WHAT YOU WILL DO ->
Give back only the lines in the records below from the one with "if let Some(index)" to the one with "not null and", both inclusive, word for word.

[Stored data]
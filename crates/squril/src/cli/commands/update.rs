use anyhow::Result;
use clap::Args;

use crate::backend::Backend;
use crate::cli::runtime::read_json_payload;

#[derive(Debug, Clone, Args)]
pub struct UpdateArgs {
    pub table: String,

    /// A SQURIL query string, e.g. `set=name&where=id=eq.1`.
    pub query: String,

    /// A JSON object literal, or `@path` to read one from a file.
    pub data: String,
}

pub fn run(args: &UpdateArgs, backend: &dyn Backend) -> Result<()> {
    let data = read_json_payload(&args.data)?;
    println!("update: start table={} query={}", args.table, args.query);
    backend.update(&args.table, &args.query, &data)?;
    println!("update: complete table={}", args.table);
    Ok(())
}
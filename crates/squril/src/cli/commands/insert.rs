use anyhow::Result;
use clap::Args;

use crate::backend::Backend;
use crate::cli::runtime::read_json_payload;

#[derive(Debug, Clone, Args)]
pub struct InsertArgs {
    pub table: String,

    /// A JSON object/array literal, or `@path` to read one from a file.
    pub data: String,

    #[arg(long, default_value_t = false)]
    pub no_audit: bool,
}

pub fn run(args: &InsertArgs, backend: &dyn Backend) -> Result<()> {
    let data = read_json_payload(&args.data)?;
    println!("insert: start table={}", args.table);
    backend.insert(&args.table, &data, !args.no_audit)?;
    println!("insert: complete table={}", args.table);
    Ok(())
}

==

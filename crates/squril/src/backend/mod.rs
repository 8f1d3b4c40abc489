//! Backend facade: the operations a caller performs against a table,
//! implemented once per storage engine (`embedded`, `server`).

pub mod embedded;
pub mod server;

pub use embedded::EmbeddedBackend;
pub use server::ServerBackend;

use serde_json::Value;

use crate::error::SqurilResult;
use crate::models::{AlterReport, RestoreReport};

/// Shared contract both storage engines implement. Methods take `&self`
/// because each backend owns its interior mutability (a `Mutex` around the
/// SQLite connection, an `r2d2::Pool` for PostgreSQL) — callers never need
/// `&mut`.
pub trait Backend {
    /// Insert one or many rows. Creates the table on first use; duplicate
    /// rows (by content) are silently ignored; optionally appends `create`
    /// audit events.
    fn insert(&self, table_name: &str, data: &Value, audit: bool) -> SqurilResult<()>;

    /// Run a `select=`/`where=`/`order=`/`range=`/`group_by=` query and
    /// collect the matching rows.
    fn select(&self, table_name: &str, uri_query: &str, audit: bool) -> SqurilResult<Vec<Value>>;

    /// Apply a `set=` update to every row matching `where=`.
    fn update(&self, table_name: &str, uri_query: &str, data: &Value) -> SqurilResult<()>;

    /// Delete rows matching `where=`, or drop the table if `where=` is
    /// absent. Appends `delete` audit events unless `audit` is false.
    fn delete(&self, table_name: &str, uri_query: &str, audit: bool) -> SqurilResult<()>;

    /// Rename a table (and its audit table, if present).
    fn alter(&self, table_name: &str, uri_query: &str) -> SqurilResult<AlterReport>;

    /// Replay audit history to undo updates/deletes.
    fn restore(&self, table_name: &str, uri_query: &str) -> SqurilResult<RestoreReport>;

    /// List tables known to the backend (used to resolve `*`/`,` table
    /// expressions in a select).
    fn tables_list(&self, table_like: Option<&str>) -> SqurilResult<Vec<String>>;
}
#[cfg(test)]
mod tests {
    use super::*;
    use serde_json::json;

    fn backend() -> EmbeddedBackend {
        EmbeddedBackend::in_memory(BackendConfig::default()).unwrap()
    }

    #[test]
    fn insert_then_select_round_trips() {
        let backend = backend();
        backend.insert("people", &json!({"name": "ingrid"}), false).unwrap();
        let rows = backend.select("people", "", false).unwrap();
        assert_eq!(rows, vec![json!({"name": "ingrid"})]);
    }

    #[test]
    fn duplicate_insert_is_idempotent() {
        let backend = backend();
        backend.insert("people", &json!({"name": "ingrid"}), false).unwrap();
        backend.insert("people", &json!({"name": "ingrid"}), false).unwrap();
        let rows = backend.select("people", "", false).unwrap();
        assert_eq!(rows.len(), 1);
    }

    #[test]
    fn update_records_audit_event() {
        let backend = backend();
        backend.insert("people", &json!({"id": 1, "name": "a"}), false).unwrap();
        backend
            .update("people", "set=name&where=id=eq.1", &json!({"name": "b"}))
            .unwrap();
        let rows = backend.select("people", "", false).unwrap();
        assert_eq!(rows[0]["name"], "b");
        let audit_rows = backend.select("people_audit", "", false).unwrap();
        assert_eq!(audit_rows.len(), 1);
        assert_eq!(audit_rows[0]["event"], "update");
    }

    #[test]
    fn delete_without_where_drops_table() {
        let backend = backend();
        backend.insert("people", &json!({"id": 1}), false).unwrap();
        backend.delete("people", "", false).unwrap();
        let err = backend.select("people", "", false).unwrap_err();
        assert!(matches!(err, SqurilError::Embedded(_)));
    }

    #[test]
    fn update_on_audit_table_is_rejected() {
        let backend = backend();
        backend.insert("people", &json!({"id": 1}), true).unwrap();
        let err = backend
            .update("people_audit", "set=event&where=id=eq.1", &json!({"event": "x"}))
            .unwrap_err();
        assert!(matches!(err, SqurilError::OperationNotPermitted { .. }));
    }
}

---

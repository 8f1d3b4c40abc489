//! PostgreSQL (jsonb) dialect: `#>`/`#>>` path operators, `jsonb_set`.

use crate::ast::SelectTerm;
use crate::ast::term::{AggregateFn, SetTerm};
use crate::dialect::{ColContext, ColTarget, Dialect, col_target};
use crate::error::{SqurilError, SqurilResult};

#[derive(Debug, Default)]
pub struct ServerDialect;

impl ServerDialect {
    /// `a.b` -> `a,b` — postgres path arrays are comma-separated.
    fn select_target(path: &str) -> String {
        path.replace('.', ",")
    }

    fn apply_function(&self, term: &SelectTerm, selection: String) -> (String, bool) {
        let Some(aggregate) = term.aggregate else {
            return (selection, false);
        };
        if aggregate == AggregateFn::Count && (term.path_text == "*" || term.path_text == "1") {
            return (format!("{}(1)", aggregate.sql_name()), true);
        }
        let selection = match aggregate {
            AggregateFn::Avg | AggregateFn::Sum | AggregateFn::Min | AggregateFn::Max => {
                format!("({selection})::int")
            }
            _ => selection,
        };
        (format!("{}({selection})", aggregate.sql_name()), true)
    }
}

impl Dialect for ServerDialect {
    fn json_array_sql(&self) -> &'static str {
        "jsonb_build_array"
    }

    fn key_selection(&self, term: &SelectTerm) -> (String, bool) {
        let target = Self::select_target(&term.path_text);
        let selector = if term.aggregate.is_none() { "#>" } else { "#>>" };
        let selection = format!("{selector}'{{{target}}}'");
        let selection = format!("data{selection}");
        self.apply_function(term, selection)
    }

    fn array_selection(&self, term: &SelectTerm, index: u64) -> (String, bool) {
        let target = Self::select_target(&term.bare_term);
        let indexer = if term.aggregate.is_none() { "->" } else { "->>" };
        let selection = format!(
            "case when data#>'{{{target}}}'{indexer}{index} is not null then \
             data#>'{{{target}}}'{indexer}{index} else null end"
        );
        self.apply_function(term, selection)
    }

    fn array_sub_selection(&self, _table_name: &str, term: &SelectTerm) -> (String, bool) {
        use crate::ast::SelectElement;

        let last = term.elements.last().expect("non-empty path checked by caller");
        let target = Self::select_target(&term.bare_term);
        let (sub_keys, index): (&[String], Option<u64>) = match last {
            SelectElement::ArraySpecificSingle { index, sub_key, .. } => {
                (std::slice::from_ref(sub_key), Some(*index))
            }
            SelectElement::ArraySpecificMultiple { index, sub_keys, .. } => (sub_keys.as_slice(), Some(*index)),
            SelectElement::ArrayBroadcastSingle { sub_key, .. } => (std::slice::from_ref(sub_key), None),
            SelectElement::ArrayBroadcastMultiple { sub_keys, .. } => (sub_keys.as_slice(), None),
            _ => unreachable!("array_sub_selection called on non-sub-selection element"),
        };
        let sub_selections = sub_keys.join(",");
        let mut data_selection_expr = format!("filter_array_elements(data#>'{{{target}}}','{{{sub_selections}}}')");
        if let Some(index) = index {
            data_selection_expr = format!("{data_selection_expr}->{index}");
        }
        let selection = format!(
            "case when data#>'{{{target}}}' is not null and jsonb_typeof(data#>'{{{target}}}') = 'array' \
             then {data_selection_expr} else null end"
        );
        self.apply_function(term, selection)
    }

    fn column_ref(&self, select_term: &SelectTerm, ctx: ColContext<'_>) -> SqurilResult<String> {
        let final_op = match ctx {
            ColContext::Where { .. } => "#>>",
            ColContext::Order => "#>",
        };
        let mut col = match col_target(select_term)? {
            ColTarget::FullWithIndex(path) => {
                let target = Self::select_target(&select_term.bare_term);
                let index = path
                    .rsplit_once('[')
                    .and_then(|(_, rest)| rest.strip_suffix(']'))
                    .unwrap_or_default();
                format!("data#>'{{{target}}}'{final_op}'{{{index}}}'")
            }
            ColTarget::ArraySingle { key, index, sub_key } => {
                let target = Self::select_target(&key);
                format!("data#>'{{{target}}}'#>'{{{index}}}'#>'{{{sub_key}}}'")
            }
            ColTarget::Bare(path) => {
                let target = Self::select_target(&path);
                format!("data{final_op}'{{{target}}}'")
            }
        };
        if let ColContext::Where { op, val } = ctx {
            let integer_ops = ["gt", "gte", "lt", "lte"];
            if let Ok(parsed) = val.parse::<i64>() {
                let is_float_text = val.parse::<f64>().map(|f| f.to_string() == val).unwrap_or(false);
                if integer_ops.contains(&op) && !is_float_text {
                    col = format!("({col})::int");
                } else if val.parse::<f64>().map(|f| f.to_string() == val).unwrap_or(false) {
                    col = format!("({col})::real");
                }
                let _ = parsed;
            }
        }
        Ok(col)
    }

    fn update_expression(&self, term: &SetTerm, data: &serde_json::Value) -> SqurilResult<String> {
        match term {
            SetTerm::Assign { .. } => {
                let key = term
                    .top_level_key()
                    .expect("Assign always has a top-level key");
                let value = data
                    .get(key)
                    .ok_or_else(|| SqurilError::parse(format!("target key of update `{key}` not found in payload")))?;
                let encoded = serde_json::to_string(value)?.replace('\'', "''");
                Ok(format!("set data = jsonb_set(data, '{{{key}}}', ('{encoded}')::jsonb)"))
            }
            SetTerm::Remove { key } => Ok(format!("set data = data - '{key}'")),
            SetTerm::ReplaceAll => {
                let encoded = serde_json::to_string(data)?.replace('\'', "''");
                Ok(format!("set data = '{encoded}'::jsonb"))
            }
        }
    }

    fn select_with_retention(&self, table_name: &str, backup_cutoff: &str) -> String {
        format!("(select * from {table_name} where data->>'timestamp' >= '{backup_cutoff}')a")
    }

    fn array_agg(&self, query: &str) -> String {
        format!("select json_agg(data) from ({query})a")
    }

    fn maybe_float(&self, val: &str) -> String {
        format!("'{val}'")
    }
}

PROBLEM SOLUTION ->
        if let Some(index) = index {
            data_selection_expr = format!("{data_selection_expr}->{index}");
        }
        let selection = format!(
            "case when data#>'{{{target}}}' is not null and jsonb_typeof(data#>'{{{target}}}') = 'array' \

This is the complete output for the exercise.